## Work instruction
Give the total of lines holding the word "Debug" in the records below, and nothing else.
=======
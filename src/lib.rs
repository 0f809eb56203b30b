// wa-readbot — WhatsApp read-receipt bot.
//
// Layers:
//   atoms/   — constants, shared types, EngineError (no I/O)
//   engine/  — config, shared status record, WhatsApp bridge, HTTP dashboard

pub mod atoms;
pub mod engine;
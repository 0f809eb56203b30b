// engine/state.rs — The shared bot status record.
//
// One `BotState` per process, created with "starting" defaults, written only by
// the lifecycle supervisor and read (as cloned snapshots) by the dashboard.

use crate::atoms::constants::{STATUS_INITIALIZING, STATUS_STARTING};
use crate::atoms::types::{BotPhase, PairingCode, SessionInfo};
use chrono::{DateTime, Utc};
use parking_lot::Mutex;
use serde::Serialize;
use std::sync::Arc;
use std::time::{Duration, Instant};

/// A pairing code that has been issued and not yet consumed.
#[derive(Debug, Clone, PartialEq, Eq, Serialize)]
pub struct PendingPairing {
    pub code: PairingCode,
    pub issued_at: DateTime<Utc>,
}

/// Invariants:
///   • `pairing` is `Some` only while `phase == PairingRequired`
///   • `ready` implies `pairing.is_none()`
#[derive(Debug, Clone, PartialEq, Eq)]
pub struct BotState {
    pub ready: bool,
    pub status: String,
    pub phase: BotPhase,
    pub pairing: Option<PendingPairing>,
    pub message_count: u64,
    pub last_message_at: Option<DateTime<Utc>>,
    pub connected_as: Option<SessionInfo>,
}

impl Default for BotState {
    fn default() -> Self {
        BotState {
            ready: false,
            status: STATUS_STARTING.into(),
            phase: BotPhase::Starting,
            pairing: None,
            message_count: 0,
            last_message_at: None,
            connected_as: None,
        }
    }
}

impl BotState {
    pub fn has_qr(&self) -> bool {
        self.pairing.is_some()
    }

    /// Reset to the starting phase for a fresh session. Counters survive.
    pub fn mark_initializing(&mut self) {
        self.ready = false;
        self.pairing = None;
        self.phase = BotPhase::Starting;
        self.status = STATUS_INITIALIZING.into();
    }
}

// ── Shared accessor ────────────────────────────────────────────────────

/// Cheaply clonable handle to the process-wide `BotState`.
#[derive(Clone)]
pub struct SharedState {
    inner: Arc<Mutex<BotState>>,
    started: Instant,
    started_at: DateTime<Utc>,
}

impl Default for SharedState {
    fn default() -> Self {
        Self::new()
    }
}

impl SharedState {
    pub fn new() -> Self {
        SharedState {
            inner: Arc::new(Mutex::new(BotState::default())),
            started: Instant::now(),
            started_at: Utc::now(),
        }
    }

    /// Clone of the current record. The lock is released before returning.
    pub fn snapshot(&self) -> BotState {
        self.inner.lock().clone()
    }

    /// Apply a mutation under the lock and return its result.
    pub fn update<R>(&self, f: impl FnOnce(&mut BotState) -> R) -> R {
        f(&mut self.inner.lock())
    }

    pub fn uptime(&self) -> Duration {
        self.started.elapsed()
    }

    pub fn started_at(&self) -> DateTime<Utc> {
        self.started_at
    }
}
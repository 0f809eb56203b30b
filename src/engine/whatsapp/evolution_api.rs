// WhatsApp Bridge — Evolution API Session
// EvolutionSession (create/delete instance, mark read, fetch identity, count chats),
// extract_pairing_from_response

use crate::atoms::error::{EngineError, EngineResult};
use crate::atoms::types::{InboundMessage, LifecycleEvent, PairingCode, SessionInfo};
use super::config::WhatsAppConfig;
use super::session::{EventSink, WhatsAppSession};
use async_trait::async_trait;
use log::{info, warn};
use serde_json::{json, Value};
use std::time::Duration;

/// `WhatsAppSession` backed by a self-hosted Evolution API (v1.x REST).
///
/// Every initialize creates a fresh instance; teardown logs out and deletes
/// it, so each restart pairs again from scratch.
pub struct EvolutionSession {
    config: WhatsAppConfig,
    client: reqwest::Client,
}

impl EvolutionSession {
    pub fn new(config: WhatsAppConfig) -> EngineResult<Self> {
        let client = reqwest::Client::builder()
            .connect_timeout(Duration::from_secs(10))
            .build()?;
        Ok(EvolutionSession { config, client })
    }

    fn url(&self, path: &str) -> String {
        format!("{}{}", self.config.api_url, path)
    }

    fn create_body(&self) -> Value {
        // Unique token per instance to avoid "Token already exists" collisions.
        let token = format!("wa-{}", &uuid::Uuid::new_v4().simple().to_string()[..12]);
        json!({
            "instanceName": self.config.instance_name,
            "token": token,
            "qrcode": true,
            "webhook": self.config.webhook_url,
        })
    }

    async fn post_create(&self) -> EngineResult<(reqwest::StatusCode, String)> {
        let resp = self.client.post(self.url("/instance/create"))
            .header("apikey", &self.config.api_key)
            .json(&self.create_body())
            .send().await?;
        let status = resp.status();
        let text = resp.text().await.unwrap_or_default();
        info!("[whatsapp] Instance create response [{}]: {}", status, truncate(&text, 300));
        Ok((status, text))
    }

    async fn delete_instance(&self) -> EngineResult<()> {
        let url = self.url(&format!("/instance/delete/{}", self.config.instance_name));
        let resp = self.client.delete(&url)
            .header("apikey", &self.config.api_key)
            .send().await?;
        let status = resp.status();
        if !status.is_success() && status != reqwest::StatusCode::NOT_FOUND {
            let text = resp.text().await.unwrap_or_default();
            return Err(EngineError::session("delete_instance", format!("{}: {}", status, truncate(&text, 200))));
        }
        Ok(())
    }
}

#[async_trait]
impl WhatsAppSession for EvolutionSession {
    async fn initialize(&self, events: EventSink) -> EngineResult<()> {
        info!("[whatsapp] Creating instance '{}'", self.config.instance_name);
        let (mut status, mut text) = self.post_create().await?;

        if !status.is_success() {
            // Instance with this name already exists — delete it and retry once
            let lower = text.to_lowercase();
            let is_instance_exists = lower.contains("instance") && (lower.contains("already") || lower.contains("exists"));
            let is_name_in_use = lower.contains("already in use");
            let is_token_exists = lower.contains("token") && lower.contains("already");
            if !(is_instance_exists || is_name_in_use || is_token_exists) {
                return Err(EngineError::session("initialize", format!("{}: {}", status, truncate(&text, 300))));
            }

            info!("[whatsapp] Instance/token conflict, deleting instance and recreating...");
            self.delete_instance().await?;
            (status, text) = self.post_create().await?;
            if !status.is_success() {
                return Err(EngineError::session(
                    "initialize",
                    format!("create failed after delete ({}): {}", status, truncate(&text, 300)),
                ));
            }
        }

        let resp: Value = serde_json::from_str(&text)?;
        if let Some(code) = extract_pairing_from_response(&resp) {
            let _ = events.send(LifecycleEvent::PairingIssued(code));
        }
        Ok(())
    }

    async fn destroy(&self) -> EngineResult<()> {
        let logout = self.url(&format!("/instance/logout/{}", self.config.instance_name));
        match self.client.delete(&logout).header("apikey", &self.config.api_key).send().await {
            Ok(resp) if !resp.status().is_success() => {
                info!("[whatsapp] Logout returned {} (instance may not be connected)", resp.status());
            }
            Ok(_) => {}
            Err(e) => warn!("[whatsapp] Logout failed: {}", e),
        }
        self.delete_instance().await
    }

    async fn mark_seen(&self, message: &InboundMessage) -> EngineResult<()> {
        let url = self.url(&format!("/chat/markMessageAsRead/{}", self.config.instance_name));
        let body = json!({
            "read_messages": [{
                "remoteJid": message.chat_id,
                "fromMe": false,
                "id": message.id,
            }]
        });
        let resp = self.client.put(&url)
            .header("apikey", &self.config.api_key)
            .json(&body)
            .send().await?;
        if !resp.status().is_success() {
            let status = resp.status();
            let text = resp.text().await.unwrap_or_default();
            return Err(EngineError::session("mark_seen", format!("{}: {}", status, truncate(&text, 200))));
        }
        Ok(())
    }

    async fn session_info(&self) -> EngineResult<SessionInfo> {
        let resp = self.client.get(self.url("/instance/fetchInstances"))
            .query(&[("instanceName", self.config.instance_name.as_str())])
            .header("apikey", &self.config.api_key)
            .send().await?;
        if !resp.status().is_success() {
            return Err(EngineError::session("session_info", resp.status().to_string()));
        }
        let body: Value = resp.json().await?;
        parse_session_info(&body).ok_or_else(|| EngineError::session("session_info", "instance has no owner yet"))
    }

    async fn chat_count(&self) -> EngineResult<usize> {
        let url = self.url(&format!("/chat/findChats/{}", self.config.instance_name));
        let resp = self.client.get(&url)
            .header("apikey", &self.config.api_key)
            .send().await?;
        if !resp.status().is_success() {
            return Err(EngineError::session("chat_count", resp.status().to_string()));
        }
        let body: Value = resp.json().await?;
        body.as_array()
            .map(Vec::len)
            .ok_or_else(|| EngineError::session("chat_count", "unexpected response shape"))
    }
}

// ── Response parsing ───────────────────────────────────────────────────

/// Extract the pairing code from create/connect responses.
///   create:  { "qrcode": { "code": "2@...", "base64": "data:image/..." } }
///   connect: { "code": "2@...", "base64": "data:image/..." }
pub(crate) fn extract_pairing_from_response(resp: &Value) -> Option<PairingCode> {
    let qr = if resp["qrcode"].is_object() { &resp["qrcode"] } else { resp };

    let image = qr["base64"].as_str()
        .or_else(|| resp["qrcode"].as_str())
        .filter(|s| s.starts_with("data:"))
        .map(String::from);
    let payload = qr["code"].as_str()
        .filter(|s| !s.is_empty())
        .map(String::from)
        .or_else(|| image.clone());

    match payload {
        Some(payload) => {
            info!("[whatsapp] QR code extracted ({} chars)", payload.len());
            Some(PairingCode { payload, image })
        }
        None => {
            warn!("[whatsapp] No QR code in response (instance may already be paired)");
            None
        }
    }
}

/// `fetchInstances` returns either a list or a single object, wrapped in `instance`.
fn parse_session_info(body: &Value) -> Option<SessionInfo> {
    let entry = match body.as_array() {
        Some(list) => list.first()?,
        None => body,
    };
    let instance = if entry["instance"].is_object() { &entry["instance"] } else { entry };

    let owner = instance["owner"].as_str().filter(|s| !s.is_empty())?;
    let wid = owner.split('@').next().unwrap_or(owner).to_string();
    let pushname = instance["profileName"].as_str().map(String::from);
    Some(SessionInfo { pushname, wid })
}

fn truncate(text: &str, max: usize) -> &str {
    match text.char_indices().nth(max) {
        Some((idx, _)) => &text[..idx],
        None => text,
    }
}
=======
## Result of this task
2